Facebook: Norman Rockwell Museum
Norman Rockwell Museum Education Curator Tom Daly speaking at the renaming ceremony at New York City Hall Thursday.

Although he is best known for his depictions of small-town America, Norman Rockwell was raised in New York City. Now the artist’s name will adorn a street sign in the metropolis. A renaming ceremony was officiated by Mayor Bill de Blasio Thursday at City Hall.“This is one for a great American,” de Blasio announced. “Norman Rockwell Place.”

The corner of West 103rd Street and Amsterdam Avenue is now officially named Norman Rockwell Place where the artist was born in 1894, as described by Stephanie Plunkett of the Normal Rockwell Museum.

“206  103rd Street…he was born in a boarding house there and lived in New York City throughout his youth,” said Plunkett.

The ceremony caps a roughly two-year effort by students at Edward A. Reynolds West Side High School, just around the corner from Rockwell’s birthplace. Rene Mills is their teacher.
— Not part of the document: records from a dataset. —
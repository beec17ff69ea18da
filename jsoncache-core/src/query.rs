//! Query representation and the visitor used to evaluate it.
//!
//! Queries arrive as object-shaped [`Value`]s and are parsed into an [`Expr`] tree:
//!
//! ```text
//! {"name": "Alice", "age": {"$gte": 20}}
//! ```
//!
//! becomes an AND of a literal equality on `name`, an existence check on `age`, and a
//! `$gte` comparison on `age`. Every top-level key is conjoined; there is no OR or NOT.
//!
//! # Operators
//!
//! - A non-object query value is a literal and requires deep equality.
//! - An object query value is an operator clause. Each of its keys is one of `$eq`, `$lte`
//!   or `$gte`. Any other key parses to [`FieldOp::Unrecognized`], which backends treat as
//!   satisfied. The field itself must still exist.
//!
//! Because every object value is read as an operator clause, a query cannot match an
//! embedded object literally.
//!
//! # Building queries in code
//!
//! ```ignore
//! use jsoncache_core::query::{Filter, Query};
//!
//! let query = Query::new(Filter::eq("name", "Alice").and(Filter::gte("age", 20)));
//! ```

use std::fmt;

use crate::{
    error::{DocumentStoreError, DocumentStoreResult},
    value::Value,
};

/// Comparison applied by a field clause.
#[derive(Debug, Clone, PartialEq)]
pub enum FieldOp {
    /// Deep structural equality with a literal query value.
    Literal,
    /// `$eq`: both sides must coerce to numbers, then the original values must be equal.
    Eq,
    /// `$lte`: numeric less-than-or-equal after coercion.
    Lte,
    /// `$gte`: numeric greater-than-or-equal after coercion.
    Gte,
    /// Any other `$`-key inside an operator clause. Always satisfied.
    Unrecognized(String),
}

impl FieldOp {
    /// Maps an operator key of an operator clause to its [`FieldOp`].
    pub fn from_operator(key: &str) -> Self {
        match key {
            "$eq" => FieldOp::Eq,
            "$lte" => FieldOp::Lte,
            "$gte" => FieldOp::Gte,
            other => FieldOp::Unrecognized(other.to_string()),
        }
    }
}

impl fmt::Display for FieldOp {
    fn fmt(&self, f: &mut fmt::Formatter<'_>) -> fmt::Result {
        match self {
            FieldOp::Literal => f.write_str("literal"),
            FieldOp::Eq => f.write_str("$eq"),
            FieldOp::Lte => f.write_str("$lte"),
            FieldOp::Gte => f.write_str("$gte"),
            FieldOp::Unrecognized(key) => f.write_str(key),
        }
    }
}

/// A filter expression over a single document.
#[derive(Debug, Clone, PartialEq)]
pub enum Expr {
    /// Logical AND of multiple expressions. An empty list matches every document.
    And(Vec<Expr>),
    /// The field must be present.
    Exists(String),
    /// Field comparison expression.
    Field {
        /// The top-level field name to compare.
        field: String,
        /// The comparison operator.
        op: FieldOp,
        /// The operand taken from the query.
        value: Value,
    },
}

impl Expr {
    /// Creates a field comparison expression.
    pub fn field(field: String, op: FieldOp, value: Value) -> Self {
        Expr::Field { field, op, value }
    }

    /// Combines this expression with another using logical AND.
    ///
    /// If this expression is already an AND, the other expression is appended
    /// to the list. Otherwise, a new AND expression is created.
    pub fn and(self, other: Expr) -> Self {
        match self {
            Expr::And(mut list) => {
                list.push(other);
                Expr::And(list)
            }
            _ => Expr::And(vec![self, other]),
        }
    }
}

/// A parsed query ready to be evaluated by a backend.
#[derive(Debug, Clone, PartialEq)]
pub struct Query {
    /// Filter every returned document satisfies.
    pub filter: Expr,
}

impl Query {
    /// Creates a query from a filter expression.
    pub fn new(filter: Expr) -> Self {
        Query { filter }
    }

    /// A query matching every object-shaped document.
    pub fn all() -> Self {
        Query { filter: Expr::And(Vec::new()) }
    }

    /// Parses a query document.
    ///
    /// # Errors
    ///
    /// Returns [`DocumentStoreError::InvalidDocument`] if `query` is not an object.
    pub fn from_value(query: &Value) -> DocumentStoreResult<Self> {
        let map = query.as_object().ok_or_else(|| {
            DocumentStoreError::InvalidDocument(format!(
                "query must be an object, found {}",
                query.type_name()
            ))
        })?;

        let mut clauses = Vec::with_capacity(map.len());

        for (field, operand) in map {
            match operand {
                Value::Object(operators) => {
                    clauses.push(Expr::Exists(field.clone()));

                    for (operator, value) in operators {
                        clauses.push(Expr::field(
                            field.clone(),
                            FieldOp::from_operator(operator),
                            value.clone(),
                        ));
                    }
                }
                literal => clauses.push(Expr::field(
                    field.clone(),
                    FieldOp::Literal,
                    literal.clone(),
                )),
            }
        }

        Ok(Query { filter: Expr::And(clauses) })
    }
}

impl TryFrom<&Value> for Query {
    type Error = DocumentStoreError;

    fn try_from(value: &Value) -> DocumentStoreResult<Self> {
        Query::from_value(value)
    }
}

impl Default for Query {
    fn default() -> Self {
        Query::all()
    }
}

/// Helper struct for constructing filter expressions.
///
/// Produces the same expressions [`Query::from_value`] does, without going through a
/// query document.
pub struct Filter;

impl Filter {
    /// Deep equality with a literal value.
    pub fn literal(field: impl Into<String>, value: impl Into<Value>) -> Expr {
        Expr::field(field.into(), FieldOp::Literal, value.into())
    }

    /// `$eq` comparison. Only matches numerically coercible values.
    pub fn eq(field: impl Into<String>, value: impl Into<Value>) -> Expr {
        Expr::field(field.into(), FieldOp::Eq, value.into())
    }

    /// `$lte` comparison.
    pub fn lte(field: impl Into<String>, value: impl Into<Value>) -> Expr {
        Expr::field(field.into(), FieldOp::Lte, value.into())
    }

    /// `$gte` comparison.
    pub fn gte(field: impl Into<String>, value: impl Into<Value>) -> Expr {
        Expr::field(field.into(), FieldOp::Gte, value.into())
    }

    /// Field presence check.
    pub fn exists(field: impl Into<String>) -> Expr {
        Expr::Exists(field.into())
    }

    /// Logical AND of all given expressions.
    pub fn and(exprs: impl IntoIterator<Item = Expr>) -> Expr {
        Expr::And(exprs.into_iter().collect())
    }
}

/// Walks an [`Expr`] tree on behalf of a backend.
pub trait QueryVisitor {
    type Output;
    type Error: Into<DocumentStoreError>;

    fn visit_and(&mut self, exprs: &[Expr]) -> Result<Self::Output, Self::Error>;
    fn visit_exists(&mut self, field: &str) -> Result<Self::Output, Self::Error>;
    fn visit_field(
        &mut self,
        field: &str,
        op: &FieldOp,
        value: &Value,
    ) -> Result<Self::Output, Self::Error>;

    fn visit_expr(&mut self, expr: &Expr) -> Result<Self::Output, Self::Error> {
        match expr {
            Expr::And(exprs) => self.visit_and(exprs),
            Expr::Exists(field) => self.visit_exists(field),
            Expr::Field { field, op, value } => self.visit_field(field, op, value),
        }
    }
}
“We had this inspiration about Norman Rockwell,” Mills said. “Especially the Four Freedoms and the civil rights pictures that he painted.”

The students researched Rockwell’s life before visiting the museum in Stockbridge, Massachusetts where he made his home for the last 25 years of his life. For Election Day 2014, the students created petitions and flyers in support of renaming the corner and got 300 signatures from people coming to their school, which is a polling place.
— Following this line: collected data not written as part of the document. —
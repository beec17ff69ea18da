use std::{net::SocketAddr, path::PathBuf};

use clap::Parser;

use jsoncache_server::ServerConfig;

#[derive(Parser, Debug)]
#[command(
    name = "jsoncache-server",
    about = "Embedded JSON document store over HTTP",
    version,
)]
pub struct Cli {
    /// TOML configuration file
    #[arg(short, long)]
    pub config: Option<PathBuf>,

    /// Address to listen on (overrides the configuration file)
    #[arg(long)]
    pub bind: Option<SocketAddr>,

    /// BSON data file (overrides the configuration file)
    #[arg(long)]
    pub data: Option<PathBuf>,

    /// Flush interval in milliseconds; 0 writes through on every change
    #[arg(long)]
    pub flush_interval_ms: Option<u64>,
}

impl Cli {
    /// Layer command-line overrides on top of `config`.
    pub fn apply(&self, mut config: ServerConfig) -> ServerConfig {
        if let Some(bind) = self.bind {
            config.bind_addr = bind;
        }
        if let Some(data) = &self.data {
            config.data_path = data.clone();
        }
        if let Some(ms) = self.flush_interval_ms {
            config.flush_interval_ms = Some(ms);
        }
        config
    }
}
“[They] went there and got the voters who were coming to our school who knew nothing about our school,” Mills said. “You know how hard it is for kids approaching adults, but they got out there. 8:30 to 4:30 getting signatures from people. It is a lesson in civics.”

The petition made its way to the New York City Council, which approved the name change earlier this month. Mark Levine chairs the council’s parks committee and helped move the bill along.
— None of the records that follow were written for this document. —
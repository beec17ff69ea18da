use anyhow::Context;
use clap::Parser;
use tracing_subscriber::{EnvFilter, fmt, prelude::*};

use jsoncache_server::{JsonCacheServer, ServerConfig};

mod cli;

#[tokio::main]
async fn main() -> anyhow::Result<()> {
    setup_logging();

    let cli = cli::Cli::parse();
    let config = match &cli.config {
        Some(path) => ServerConfig::from_file(path)
            .with_context(|| format!("failed to read config {}", path.display()))?,
        None => ServerConfig::default(),
    };

    JsonCacheServer::new(cli.apply(config))
        .serve()
        .await
        .context("server error")
}

fn setup_logging() {
    let filter = EnvFilter::try_from_default_env().unwrap_or_else(|_| EnvFilter::new("info"));

    tracing_subscriber::registry()
        .with(filter)
        .with(fmt::layer())
        .init();
}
“I heard audible gasp in the audience when you [de Blasio] announced Norman Rockwell,” Levine said. “I don’t think most people realize that he’s from New York City. I didn’t realize it. He’s actually from the Upper West Side. I wouldn’t have known that if it hadn’t been for an incredible group of students at West Side High School.”

In May 2015 the students returned to Stockbridge to learn even more about Rockwell’s work. Kaitlin Santiago thanked her fellow classmates and the political leaders who made the street sign possible.

“We worked very hard,” Santiago said. “We worked night and day and slaved for this street sign and we finally got our reward.”

Stephanie Plunkett, the museum’s chief curator, says Rockwell was a consummate New Yorker, complete with his everlasting upper Manhattan accent, despite his love for rural America.

“He kept studios in both Brooklyn and Manhattan,” Plunkett said. “At the age of 17, Rockwell rented his first space in an attic brownstone on West 48th Street. He then moved on to a space under the Brooklyn Bridge on the Brooklyn side, which he shared with five young artists. All of the five were evicted for sweeping trash down the hall in front of a more famous artist’s studio. He was quite a prankster.”

Mills says her students are elated about seeing the Norman Rockwell Place sign.

“Because he was a man that made America think through visual art,” said Mills.